I’m going to try to keep this streak going a while longer, as long as it is keeping me productive and improving my professionalism in programming. In the next 30 days, I’d like to:

  • Keep using branches. This is a no-brainer, for everything except content that should go directly into the project.
  • Consider using pull requests. I know some people don’t merge any of their own branches, they submit all branches as pull requests, even if they are simply going to accept their own PR. I want to do this just to be more comfortable with the process of submitting and accepting PRs.
  • Keep adding content to Introduction to Python.
    • Finish the basic sections through Functions, Classes, Exceptions, and Testing.

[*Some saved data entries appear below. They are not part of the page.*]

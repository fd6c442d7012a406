use sea_orm_migration::prelude::*;

mod m0001_create_train_jobs;

pub struct Migrator;

#[async_trait::async_trait]
impl MigratorTrait for Migrator {
    fn migrations() -> Vec<Box<dyn MigrationTrait>> {
        vec![Box::new(m0001_create_train_jobs::Migration)]
    }
}
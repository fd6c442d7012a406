use std::{path::Path, sync::Arc};

use sea_orm_migration::MigratorTrait;
use trainhq_agent::{
    agent::TrainingAgent,
    api::{self, AppState},
    archive::TarArchiver,
    artifacts::HttpArtifactDownloader,
    config::AgentConfig,
    device::SystemIdentity,
    hq_client::HqClient,
    logging,
    status_sync::StatusSyncEngine,
    store::SeaOrmJobStore,
    submission::SubmissionService,
    ticker::RefreshTicker,
};

/// SQLite will not create missing parent directories of its database file.
fn ensure_sqlite_dir(database_url: &str) -> std::io::Result<()> {
    let Some(rest) = database_url.strip_prefix("sqlite://") else {
        return Ok(());
    };
    let file = rest.split('?').next().unwrap_or_default();
    match Path::new(file).parent() {
        Some(dir) if !dir.as_os_str().is_empty() => std::fs::create_dir_all(dir),
        _ => Ok(()),
    }
}

#[tokio::main]
async fn main() -> anyhow::Result<()> {
    let config = AgentConfig::from_env()?;
    let _log_guard = logging::init_logging(config.log_dir.as_deref())?;

    ensure_sqlite_dir(&config.database_url)?;
    let db = trainhq_db::connect(&config.database_url).await?;

    // Apply migrations on boot (idempotent).
    trainhq_migration::Migrator::up(&db, None).await?;
    let db = Arc::new(db);

    std::fs::create_dir_all(&config.model_dir)?;
    std::fs::create_dir_all(&config.movie_dir)?;

    let store = Arc::new(SeaOrmJobStore::new(db));
    let hq = Arc::new(HqClient::new(&config)?);
    let downloader = Arc::new(HttpArtifactDownloader::new(
        &config.model_dir,
        &config.movie_dir,
        config.download_timeout,
    )?);
    let device = Arc::new(SystemIdentity::new(
        config.wlan.clone(),
        config.device_id_override.clone(),
    ));

    let submission = SubmissionService::new(
        store.clone(),
        Arc::new(TarArchiver::new(&config.carapp_path)),
        device,
        hq.clone(),
    );
    let sync = StatusSyncEngine::new(store.clone(), hq, downloader.clone());

    if let Some(period) = config.refresh_interval {
        RefreshTicker::new(sync.clone(), period).spawn();
    }

    let agent = TrainingAgent::new(store, submission, sync, downloader);
    let app = api::router(AppState { agent });

    tracing::info!(addr = %config.listen_addr, hq = %config.hq_base_url, "trainhq-agent HTTP listening");
    let listener = tokio::net::TcpListener::bind(config.listen_addr).await?;
    axum::serve(listener, app)
        .with_graceful_shutdown(async {
            let _ = tokio::signal::ctrl_c().await;
            tracing::info!("shutting down");
        })
        .await?;

    Ok(())
}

    • Complete the first project, a mapping visualization using matplotlib Basemap.
    • Add more content around how to write programs. You’ve managed to learn a bunch of syntax, but how do you think through a project’s requirements and figure out how to  start writing code?
    • Clarify the section about setting up a programming environment: how to install linux on a donated computer, how to troubleshoot non-functioning Python environments, how to find help, etc.
  • Do some non-github work. I have one non-open project that I need to make significant progress on. It’s hard to work on closed projects when you’ve been immersed in the open source world, but I have a pretty meaningful project to work on. I aim to balance the two, instead of focusing so much on just the open source work.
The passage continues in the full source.